Provided information:
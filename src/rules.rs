//! The rules engine: a pure reducer from `(state, action)` to the next state.
//!
//! `apply` never mutates its input. Illegal actions come back as the unchanged
//! state carrying an explanatory message; they never panic.

use rand::Rng;
use rand::seq::SliceRandom;
use tracing::{debug, trace};

use crate::action::{CardSource, GameAction, PlayerId, Selection};
use crate::card::{Card, PLAYER_COUNT, PlayedCard, build_deck};
use crate::error::IllegalAction;
use crate::state::{BuildPile, GameState, PlayerState};

/// Result of feeding one action to the reducer.
#[derive(Clone, Debug)]
pub struct Transition {
    pub state: GameState,
    pub outcome: Result<(), IllegalAction>,
}

impl Transition {
    pub fn is_applied(&self) -> bool {
        self.outcome.is_ok()
    }
}

/// Value `pile` accepts next, or `None` once it holds `max_value` cards.
pub fn accepted_value(pile: &BuildPile, max_value: u8) -> Option<u8> {
    let next = pile.next_value();
    (next <= max_value).then_some(next)
}

/// Whether `card` may be played on `pile`.
pub fn can_play(card: Card, pile: &BuildPile, max_value: u8) -> bool {
    accepted_value(pile, max_value).is_some_and(|value| card.matches_value(value))
}

/// Index of the first build pile accepting `card`.
pub fn first_accepting_pile(state: &GameState, card: Card) -> Option<usize> {
    state
        .build_piles
        .iter()
        .position(|pile| can_play(card, pile, state.config.max_value))
}

/// Validates `action` against `state` without changing anything.
pub fn check(state: &GameState, action: &GameAction) -> Result<(), IllegalAction> {
    match action {
        GameAction::Init
        | GameAction::Reset
        | GameAction::ClearSelection
        | GameAction::EndTurn
        | GameAction::SetDifficulty { .. } => Ok(()),
        GameAction::Draw { .. } => ensure_running(state),
        GameAction::SelectCard { source } => {
            ensure_running(state)?;
            peek_source(state.current(), *source).map(|_| ())
        }
        GameAction::PlayCard { build_pile } => {
            ensure_running(state)?;
            let selection = live_selection(state)?;
            play_target(state, selection.card, *build_pile).map(|_| ())
        }
        GameAction::DiscardCard { discard_pile } => {
            ensure_running(state)?;
            let selection = live_selection(state)?;
            check_discard(state, &selection, *discard_pile)
        }
    }
}

/// Applies `action` to a copy of `state`.
///
/// `rng` drives shuffling (new games and reshuffling completed piles into the deck).
pub fn apply<R: Rng + ?Sized>(state: &GameState, action: &GameAction, rng: &mut R) -> Transition {
    if let Err(reason) = check(state, action) {
        debug!(?action, %reason, "action rejected");
        let mut rejected = state.clone();
        rejected.message = reason.to_string();
        return Transition {
            state: rejected,
            outcome: Err(reason),
        };
    }

    let mut next = state.clone();
    match action {
        GameAction::Init => {
            deal(&mut next, rng);
            next.message = format!("New game started. {} goes first.", seat_name(&next, 0));
        }
        GameAction::Reset => {
            deal(&mut next, rng);
            next.message = format!("Game reset. {} goes first.", seat_name(&next, 0));
        }
        GameAction::Draw { count } => {
            let drawn = draw_into_hand(&mut next, *count, rng);
            trace!(player = next.current_player, drawn, "drew cards");
        }
        GameAction::SelectCard { source } => {
            if let Ok(card) = peek_source(next.current(), *source) {
                next.selected_card = Some(Selection {
                    card,
                    source: *source,
                });
                next.message = format!("Selected {}.", card_name(card));
            }
        }
        GameAction::ClearSelection => {
            next.selected_card = None;
        }
        GameAction::PlayCard { build_pile } => play_selected(&mut next, *build_pile, rng),
        GameAction::DiscardCard { discard_pile } => discard_selected(&mut next, *discard_pile),
        GameAction::EndTurn => {
            let ended = next.current_player;
            switch_turn(&mut next);
            next.message = format!(
                "{} ended their turn. {}'s turn.",
                seat_name(&next, ended),
                seat_name(&next, next.current_player)
            );
        }
        GameAction::SetDifficulty { difficulty } => {
            next.ai_difficulty = *difficulty;
            next.message = format!("AI difficulty set to {difficulty}.");
        }
    }
    debug_assert!(
        state.check_invariants().is_err() || next.check_invariants().is_ok(),
        "{action:?} broke an invariant: {:?}",
        next.check_invariants()
    );
    debug!(?action, player = state.current_player, "action applied");
    Transition {
        state: next,
        outcome: Ok(()),
    }
}

/// Every turn action the current player could legally take right now.
///
/// Restart, difficulty and draw actions are not included.
pub fn legal_actions(state: &GameState) -> Vec<GameAction> {
    let mut actions = Vec::new();
    if state.game_is_over {
        return actions;
    }
    let player = state.current();
    let mut sources = vec![CardSource::Stock];
    sources.extend((0..player.hand.len()).map(CardSource::Hand));
    sources.extend((0..player.discard_piles.len()).map(CardSource::Discard));
    for source in sources {
        if player.card_at(source).is_some() {
            actions.push(GameAction::SelectCard { source });
        }
    }
    if state.selected_card.is_some() {
        actions.push(GameAction::ClearSelection);
        for build_pile in 0..state.build_piles.len() {
            let action = GameAction::PlayCard { build_pile };
            if check(state, &action).is_ok() {
                actions.push(action);
            }
        }
        for discard_pile in 0..player.discard_piles.len() {
            let action = GameAction::DiscardCard { discard_pile };
            if check(state, &action).is_ok() {
                actions.push(action);
            }
        }
    }
    actions.push(GameAction::EndTurn);
    actions
}

fn ensure_running(state: &GameState) -> Result<(), IllegalAction> {
    if state.game_is_over {
        Err(IllegalAction::GameOver)
    } else {
        Ok(())
    }
}

fn peek_source(player: &PlayerState, source: CardSource) -> Result<Card, IllegalAction> {
    match source {
        CardSource::Hand(slot) => match player.hand.get(slot) {
            None => Err(IllegalAction::HandIndex(slot)),
            Some(None) => Err(IllegalAction::EmptyHandSlot(slot)),
            Some(Some(card)) => Ok(*card),
        },
        CardSource::Stock => player.stock_top().ok_or(IllegalAction::EmptyStock),
        CardSource::Discard(index) => match player.discard_piles.get(index) {
            None => Err(IllegalAction::DiscardIndex(index)),
            Some(pile) => pile.last().copied().ok_or(IllegalAction::EmptyDiscard(index)),
        },
    }
}

/// The current selection, provided its source still holds the selected card.
fn live_selection(state: &GameState) -> Result<Selection, IllegalAction> {
    let selection = state.selected_card.ok_or(IllegalAction::NothingSelected)?;
    match peek_source(state.current(), selection.source) {
        Ok(card) if card == selection.card => Ok(selection),
        _ => Err(IllegalAction::StaleSelection),
    }
}

/// Value `card` would take on `build_pile`.
fn play_target(state: &GameState, card: Card, build_pile: usize) -> Result<u8, IllegalAction> {
    let pile = state
        .build_piles
        .get(build_pile)
        .ok_or(IllegalAction::BuildPileIndex(build_pile))?;
    let required =
        accepted_value(pile, state.config.max_value).ok_or(IllegalAction::PileFull(build_pile))?;
    if card.matches_value(required) {
        Ok(required)
    } else {
        Err(IllegalAction::CardMismatch {
            pile: build_pile,
            required,
        })
    }
}

fn check_discard(
    state: &GameState,
    selection: &Selection,
    discard_pile: usize,
) -> Result<(), IllegalAction> {
    if !matches!(selection.source, CardSource::Hand(_)) {
        return Err(IllegalAction::NotFromHand);
    }
    if selection.card.is_skip_bo() {
        return Err(IllegalAction::SkipBoDiscard);
    }
    if discard_pile >= state.current().discard_piles.len() {
        return Err(IllegalAction::DiscardIndex(discard_pile));
    }
    Ok(())
}

fn deal<R: Rng + ?Sized>(state: &mut GameState, rng: &mut R) {
    let config = state.config;
    let difficulty = state.ai_difficulty;
    let mut fresh = GameState::empty(config);
    fresh.ai_difficulty = difficulty;
    let mut deck = build_deck(&config);
    deck.shuffle(rng);
    for player in fresh.players.iter_mut() {
        let split = deck.len().saturating_sub(config.stock_size);
        player.stock = deck.split_off(split);
    }
    fresh.deck = deck;
    *state = fresh;
}

/// Fills empty hand slots of the current player, lowest slot first.
fn draw_into_hand<R: Rng + ?Sized>(state: &mut GameState, count: Option<usize>, rng: &mut R) -> usize {
    let empty = state.current().empty_slots();
    let wanted = count.map_or(empty.len(), |count| count.min(empty.len()));
    if wanted == 0 {
        return 0;
    }
    if state.deck.len() < wanted && !state.completed_build_piles.is_empty() {
        recycle_completed(state, rng);
    }
    let mut drawn = 0;
    for slot in empty.into_iter().take(wanted) {
        let Some(card) = state.deck.pop() else {
            break;
        };
        state.current_mut().hand[slot] = Some(card);
        drawn += 1;
    }
    drawn
}

/// Shuffles the completed piles and slides them beneath the remaining deck.
fn recycle_completed<R: Rng + ?Sized>(state: &mut GameState, rng: &mut R) {
    let mut recycled = std::mem::take(&mut state.completed_build_piles);
    recycled.shuffle(rng);
    debug!(cards = recycled.len(), "reshuffling completed build piles into the deck");
    recycled.append(&mut state.deck);
    state.deck = recycled;
}

fn take_from_source(player: &mut PlayerState, source: CardSource) -> Option<Card> {
    match source {
        CardSource::Hand(slot) => player.hand.get_mut(slot).and_then(Option::take),
        CardSource::Stock => player.stock.pop(),
        CardSource::Discard(index) => player.discard_piles.get_mut(index).and_then(Vec::pop),
    }
}

fn play_selected<R: Rng + ?Sized>(state: &mut GameState, build_pile: usize, rng: &mut R) {
    let Some(selection) = state.selected_card.take() else {
        return;
    };
    let Ok(value) = play_target(state, selection.card, build_pile) else {
        return;
    };
    let mover = state.current_player;
    if take_from_source(state.current_mut(), selection.source).is_none() {
        return;
    }
    let max_value = state.config.max_value;
    let mut message = format!(
        "{} played {} on build pile {}.",
        seat_name(state, mover),
        played_name(selection.card, value),
        build_pile + 1
    );
    let pile = &mut state.build_piles[build_pile];
    pile.push(PlayedCard::new(selection.card, value));
    if pile.len() == max_value as usize {
        let completed = pile.take_cards();
        debug!(build_pile, "build pile completed");
        state.completed_build_piles.extend(completed);
        message.push_str(&format!(" Build pile {} is complete!", build_pile + 1));
    }
    state.message = message;

    if state.current().stock.is_empty() {
        state.game_is_over = true;
        state.winner = Some(mover);
        state.message = format!("{} wins the game!", seat_name(state, mover));
        return;
    }

    if matches!(selection.source, CardSource::Hand(_)) && state.current().hand_is_empty() {
        let drawn = draw_into_hand(state, None, rng);
        if drawn > 0 {
            state.message.push_str(&format!(" Hand emptied, drew {drawn} cards."));
        }
    }
}

fn discard_selected(state: &mut GameState, discard_pile: usize) {
    let Some(selection) = state.selected_card.take() else {
        return;
    };
    let mover = state.current_player;
    let Some(card) = take_from_source(state.current_mut(), selection.source) else {
        return;
    };
    state.current_mut().discard_piles[discard_pile].push(card);
    switch_turn(state);
    state.message = format!(
        "{} discarded {} to discard pile {}. {}'s turn.",
        seat_name(state, mover),
        card_name(card),
        discard_pile + 1,
        seat_name(state, state.current_player)
    );
}

fn switch_turn(state: &mut GameState) {
    state.current_player = (state.current_player + 1) % PLAYER_COUNT;
    state.selected_card = None;
}

fn seat_name(state: &GameState, player: PlayerId) -> String {
    if state.players[player].is_ai {
        format!("Computer (player {})", player + 1)
    } else {
        format!("Player {}", player + 1)
    }
}

pub(crate) fn card_name(card: Card) -> String {
    match card {
        Card::Number(value) => value.to_string(),
        Card::SkipBo => String::from("Skip-Bo"),
    }
}

fn played_name(card: Card, value: u8) -> String {
    match card {
        Card::Number(_) => value.to_string(),
        Card::SkipBo => format!("Skip-Bo as {value}"),
    }
}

What to do:
Output the lines of the records above exactly as they appear, from the line containing "use rand::seq::SliceRandom;" through the line containing "into the deck).".

Output:
use rand::seq::SliceRandom;
use tracing::{debug, trace};

use crate::action::{CardSource, GameAction, PlayerId, Selection};
use crate::card::{Card, PLAYER_COUNT, PlayedCard, build_deck};
use crate::error::IllegalAction;
use crate::state::{BuildPile, GameState, PlayerState};

/// Result of feeding one action to the reducer.
#[derive(Clone, Debug)]
pub struct Transition {
    pub state: GameState,
    pub outcome: Result<(), IllegalAction>,
}

impl Transition {
    pub fn is_applied(&self) -> bool {
        self.outcome.is_ok()
    }
}

/// Value `pile` accepts next, or `None` once it holds `max_value` cards.
pub fn accepted_value(pile: &BuildPile, max_value: u8) -> Option<u8> {
    let next = pile.next_value();
    (next <= max_value).then_some(next)
}

/// Whether `card` may be played on `pile`.
pub fn can_play(card: Card, pile: &BuildPile, max_value: u8) -> bool {
    accepted_value(pile, max_value).is_some_and(|value| card.matches_value(value))
}

/// Index of the first build pile accepting `card`.
pub fn first_accepting_pile(state: &GameState, card: Card) -> Option<usize> {
    state
        .build_piles
        .iter()
        .position(|pile| can_play(card, pile, state.config.max_value))
}

/// Validates `action` against `state` without changing anything.
pub fn check(state: &GameState, action: &GameAction) -> Result<(), IllegalAction> {
    match action {
        GameAction::Init
        | GameAction::Reset
        | GameAction::ClearSelection
        | GameAction::EndTurn
        | GameAction::SetDifficulty { .. } => Ok(()),
        GameAction::Draw { .. } => ensure_running(state),
        GameAction::SelectCard { source } => {
            ensure_running(state)?;
            peek_source(state.current(), *source).map(|_| ())
        }
        GameAction::PlayCard { build_pile } => {
            ensure_running(state)?;
            let selection = live_selection(state)?;
            play_target(state, selection.card, *build_pile).map(|_| ())
        }
        GameAction::DiscardCard { discard_pile } => {
            ensure_running(state)?;
            let selection = live_selection(state)?;
            check_discard(state, &selection, *discard_pile)
        }
    }
}

/// Applies `action` to a copy of `state`.
///
/// `rng` drives shuffling (new games and reshuffling completed piles into the deck).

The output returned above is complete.